• DIRECTIONS
Each entry is to be restated word for word, with nothing omitted.

(Stored items)
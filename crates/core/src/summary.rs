//! Summary generation pipeline.
//!
//! Resolution order per `(meeting, user)`: durable record, in-process cache,
//! then generation. A summary is generated at most once; every later request
//! is served from one of the first two tiers. LLM failures degrade to a
//! synthetic summary with the classification attached.

use std::sync::Arc;

use chrono::Utc;
use dashmap::DashMap;
use tracing::{debug, warn};

use meetsync_domain::{
    Meeting, Result, SummaryPayload, SummaryRecord, PROMPT_ATTENDEE_LIMIT,
    PROMPT_DESCRIPTION_LIMIT,
};

use crate::analytics::EventLog;
use crate::classify::classify;
use crate::ports::{LlmClient, SummaryStore};
use crate::synthetic;

pub(crate) const SYSTEM_PROMPT: &str = "You are an AI assistant that generates insightful, \
professional meeting summaries based on calendar event metadata. \n\nYour summaries should:\n\
- Be concise but informative (3-5 sentences)\n\
- Highlight the meeting's likely purpose based on title and attendees\n\
- Mention key logistical details (duration, platform, attendees)\n\
- Infer potential topics or outcomes based on context\n\
- Use professional business language\n\
- Be realistic about what can be inferred from calendar data alone\n\n\
Do not:\n\
- Make up specific discussion points or decisions\n\
- Claim knowledge of actual meeting content\n\
- Use overly formal or robotic language\n\
- Simply restate the meeting title";

pub struct SummaryPipeline {
    store: Option<Arc<dyn SummaryStore>>,
    llm: Option<Arc<dyn LlmClient>>,
    events: EventLog,
    memory: DashMap<String, SummaryPayload>,
}

impl SummaryPipeline {
    pub fn new(
        store: Option<Arc<dyn SummaryStore>>,
        llm: Option<Arc<dyn LlmClient>>,
        events: EventLog,
    ) -> Self {
        Self { store, llm, events, memory: DashMap::new() }
    }

    pub async fn summarize(&self, meeting: &Meeting, user_id: &str) -> SummaryPayload {
        if let Some(record) = self.load_record(&meeting.id, user_id).await {
            debug!(meeting_id = %meeting.id, user_id, "serving stored summary");
            return SummaryPayload::from_record(&record);
        }

        let key = cache_key(&meeting.id, user_id);
        if let Some(hit) = self.memory.get(&key) {
            debug!(meeting_id = %meeting.id, user_id, "serving in-process summary");
            let mut payload = hit.clone();
            payload.cached = true;
            return payload;
        }

        let Some(llm) = &self.llm else {
            debug!(meeting_id = %meeting.id, "LLM not configured, generating synthetic summary");
            let text = synthetic::sample_summary(meeting);
            let payload = SummaryPayload::mock(text);
            self.persist(meeting, user_id, &payload).await;
            self.memory.insert(key, payload.clone());
            self.events
                .log(
                    user_id,
                    "summary_generated",
                    serde_json::json!({ "meetingId": meeting.id, "type": "mock" }),
                )
                .await;
            return payload;
        };

        match llm.complete(SYSTEM_PROMPT, &build_prompt(meeting)).await {
            Ok(completion) => {
                let payload = SummaryPayload::generated(completion.text, completion.tokens_used);
                self.persist(meeting, user_id, &payload).await;
                self.memory.insert(key, payload.clone());
                self.events
                    .log(
                        user_id,
                        "summary_generated",
                        serde_json::json!({
                            "meetingId": meeting.id,
                            "type": "ai",
                            "tokensUsed": completion.tokens_used,
                        }),
                    )
                    .await;
                payload
            }
            Err(err) => {
                warn!(meeting_id = %meeting.id, error = %err, "summary generation failed");
                let info = classify(&err);
                let payload = SummaryPayload::mock(synthetic::sample_summary(meeting));
                self.persist(meeting, user_id, &payload).await;
                payload.with_error(info)
            }
        }
    }

    async fn load_record(&self, meeting_id: &str, user_id: &str) -> Option<SummaryRecord> {
        let store = self.store.as_ref()?;
        match store.get_summary(meeting_id, user_id).await {
            Ok(record) => record,
            Err(err) => {
                warn!(meeting_id, user_id, error = %err, "summary lookup failed");
                None
            }
        }
    }

    async fn persist(&self, meeting: &Meeting, user_id: &str, payload: &SummaryPayload) {
        let Some(store) = &self.store else { return };
        let record = SummaryRecord {
            meeting_id: meeting.id.clone(),
            user_id: user_id.to_owned(),
            summary_text: payload.summary.clone(),
            is_mock: payload.is_mock,
            created_at: Utc::now(),
        };
        if let Err(err) = store.save_summary(&record).await {
            warn!(meeting_id = %meeting.id, user_id, error = %err, "failed to persist summary");
        }
    }
}

fn cache_key(meeting_id: &str, user_id: &str) -> String {
    format!("{meeting_id}-{user_id}")
}

/// Render the meeting metadata as the LLM user prompt.
pub fn build_prompt(meeting: &Meeting) -> String {
    let duration = synthetic::format_duration(meeting.start, meeting.end);
    let tod = synthetic::time_of_day(meeting.start);

    let mut prompt = String::from(
        "Generate a professional meeting summary based on the following calendar event:\n\n",
    );
    prompt.push_str(&format!("**Meeting Title:** {}\n", meeting.title));
    prompt.push_str(&format!(
        "**Date & Time:** {} at {} ({tod})\n",
        meeting.start.format("%A, %B %-d, %Y"),
        meeting.start.format("%-I:%M %p"),
    ));
    prompt.push_str(&format!("**Duration:** {duration}\n"));

    if !meeting.attendees.is_empty() {
        let count = meeting.attendees.len();
        let plural = if count > 1 { "s" } else { "" };
        prompt.push_str(&format!("**Attendees:** {count} participant{plural}\n"));
        for attendee in meeting.attendees.iter().take(PROMPT_ATTENDEE_LIMIT) {
            prompt.push_str(&format!("  - {}\n", attendee.name));
        }
        if count > PROMPT_ATTENDEE_LIMIT {
            prompt.push_str(&format!("  - And {} more...\n", count - PROMPT_ATTENDEE_LIMIT));
        }
    }

    if !meeting.location.is_empty() {
        prompt.push_str(&format!("**Location:** {}\n", meeting.location));
    }
    if !meeting.meet_link.is_empty() {
        prompt.push_str("**Format:** Virtual meeting (Google Meet)\n");
    }

    if !meeting.description.is_empty() {
        let truncated: String =
            meeting.description.chars().take(PROMPT_DESCRIPTION_LIMIT).collect();
        let ellipsis =
            if meeting.description.chars().count() > PROMPT_DESCRIPTION_LIMIT { "..." } else { "" };
        prompt.push_str(&format!("**Description:** {truncated}{ellipsis}\n"));
    }

    if let Some(organizer) = &meeting.organizer {
        let name = organizer.name.as_deref().unwrap_or(&organizer.email);
        prompt.push_str(&format!("**Organized by:** {name}\n"));
    }

    prompt.push_str(
        "\nProvide a concise, insightful summary that captures the likely purpose and context \
         of this meeting.",
    );
    prompt
}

• RESPONSE
filename crates/core/src/summary.rs
//! Summary generation pipeline.
//!
//! Resolution order per `(meeting, user)`: durable record, in-process cache,
//! then generation. A summary is generated at most once; every later request
//! is served from one of the first two tiers. LLM failures degrade to a
//! synthetic summary with the classification attached.

use std::sync::Arc;

use chrono::Utc;
use dashmap::DashMap;
use tracing::{debug, warn};

use meetsync_domain::{
    Meeting, Result, SummaryPayload, SummaryRecord, PROMPT_ATTENDEE_LIMIT,
    PROMPT_DESCRIPTION_LIMIT,
};

use crate::analytics::EventLog;
use crate::classify::classify;
use crate::ports::{LlmClient, SummaryStore};
use crate::synthetic;

pub(crate) const SYSTEM_PROMPT: &str = "You are an AI assistant that generates insightful, \
professional meeting summaries based on calendar event metadata. \n\nYour summaries should:\n\
- Be concise but informative (3-5 sentences)\n\
- Highlight the meeting's likely purpose based on title and attendees\n\
- Mention key logistical details (duration, platform, attendees)\n\
- Infer potential topics or outcomes based on context\n\
- Use professional business language\n\
- Be realistic about what can be inferred from calendar data alone\n\n\
Do not:\n\
- Make up specific discussion points or decisions\n\
- Claim knowledge of actual meeting content\n\
- Use overly formal or robotic language\n\
- Simply restate the meeting title";

pub struct SummaryPipeline {
    store: Option<Arc<dyn SummaryStore>>,
    llm: Option<Arc<dyn LlmClient>>,
    events: EventLog,
    memory: DashMap<String, SummaryPayload>,
}

impl SummaryPipeline {
    pub fn new(
        store: Option<Arc<dyn SummaryStore>>,
        llm: Option<Arc<dyn LlmClient>>,
        events: EventLog,
    ) -> Self {
        Self { store, llm, events, memory: DashMap::new() }
    }

    pub async fn summarize(&self, meeting: &Meeting, user_id: &str) -> SummaryPayload {
        if let Some(record) = self.load_record(&meeting.id, user_id).await {
            debug!(meeting_id = %meeting.id, user_id, "serving stored summary");
            return SummaryPayload::from_record(&record);
        }

        let key = cache_key(&meeting.id, user_id);
        if let Some(hit) = self.memory.get(&key) {
            debug!(meeting_id = %meeting.id, user_id, "serving in-process summary");
            let mut payload = hit.clone();
            payload.cached = true;
            return payload;
        }

        let Some(llm) = &self.llm else {
            debug!(meeting_id = %meeting.id, "LLM not configured, generating synthetic summary");
            let text = synthetic::sample_summary(meeting);
            let payload = SummaryPayload::mock(text);
            self.persist(meeting, user_id, &payload).await;
            self.memory.insert(key, payload.clone());
            self.events
                .log(
                    user_id,
                    "summary_generated",
                    serde_json::json!({ "meetingId": meeting.id, "type": "mock" }),
                )
                .await;
            return payload;
        };

        match llm.complete(SYSTEM_PROMPT, &build_prompt(meeting)).await {
            Ok(completion) => {
                let payload = SummaryPayload::generated(completion.text, completion.tokens_used);
                self.persist(meeting, user_id, &payload).await;
                self.memory.insert(key, payload.clone());
                self.events
                    .log(
                        user_id,
                        "summary_generated",
                        serde_json::json!({
                            "meetingId": meeting.id,
                            "type": "ai",
                            "tokensUsed": completion.tokens_used,
                        }),
                    )
                    .await;
                payload
            }
            Err(err) => {
                warn!(meeting_id = %meeting.id, error = %err, "summary generation failed");
                let info = classify(&err);
                let payload = SummaryPayload::mock(synthetic::sample_summary(meeting));
                self.persist(meeting, user_id, &payload).await;
                payload.with_error(info)
            }
        }
    }

    async fn load_record(&self, meeting_id: &str, user_id: &str) -> Option<SummaryRecord> {
        let store = self.store.as_ref()?;
        match store.get_summary(meeting_id, user_id).await {
            Ok(record) => record,
            Err(err) => {
                warn!(meeting_id, user_id, error = %err, "summary lookup failed");
                None
            }
        }
    }

    async fn persist(&self, meeting: &Meeting, user_id: &str, payload: &SummaryPayload) {
        let Some(store) = &self.store else { return };
        let record = SummaryRecord {
            meeting_id: meeting.id.clone(),
            user_id: user_id.to_owned(),
            summary_text: payload.summary.clone(),
            is_mock: payload.is_mock,
            created_at: Utc::now(),
        };
        if let Err(err) = store.save_summary(&record).await {
            warn!(meeting_id = %meeting.id, user_id, error = %err, "failed to persist summary");
        }
    }
}

fn cache_key(meeting_id: &str, user_id: &str) -> String {
    format!("{meeting_id}-{user_id}")
}

/// Render the meeting metadata as the LLM user prompt.
pub fn build_prompt(meeting: &Meeting) -> String {
    let duration = synthetic::format_duration(meeting.start, meeting.end);
    let tod = synthetic::time_of_day(meeting.start);

    let mut prompt = String::from(
        "Generate a professional meeting summary based on the following calendar event:\n\n",
    );
    prompt.push_str(&format!("**Meeting Title:** {}\n", meeting.title));
    prompt.push_str(&format!(
        "**Date & Time:** {} at {} ({tod})\n",
        meeting.start.format("%A, %B %-d, %Y"),
        meeting.start.format("%-I:%M %p"),
    ));
    prompt.push_str(&format!("**Duration:** {duration}\n"));

    if !meeting.attendees.is_empty() {
        let count = meeting.attendees.len();
        let plural = if count > 1 { "s" } else { "" };
        prompt.push_str(&format!("**Attendees:** {count} participant{plural}\n"));
        for attendee in meeting.attendees.iter().take(PROMPT_ATTENDEE_LIMIT) {
            prompt.push_str(&format!("  - {}\n", attendee.name));
        }
        if count > PROMPT_ATTENDEE_LIMIT {
            prompt.push_str(&format!("  - And {} more...\n", count - PROMPT_ATTENDEE_LIMIT));
        }
    }

    if !meeting.location.is_empty() {
        prompt.push_str(&format!("**Location:** {}\n", meeting.location));
    }
    if !meeting.meet_link.is_empty() {
        prompt.push_str("**Format:** Virtual meeting (Google Meet)\n");
    }

    if !meeting.description.is_empty() {
        let truncated: String =
            meeting.description.chars().take(PROMPT_DESCRIPTION_LIMIT).collect();
        let ellipsis =
            if meeting.description.chars().count() > PROMPT_DESCRIPTION_LIMIT { "..." } else { "" };
        prompt.push_str(&format!("**Description:** {truncated}{ellipsis}\n"));
    }

    if let Some(organizer) = &meeting.organizer {
        let name = organizer.name.as_deref().unwrap_or(&organizer.email);
        prompt.push_str(&format!("**Organized by:** {name}\n"));
    }

    prompt.push_str(
        "\nProvide a concise, insightful summary that captures the likely purpose and context \
         of this meeting.",
    );
    prompt
}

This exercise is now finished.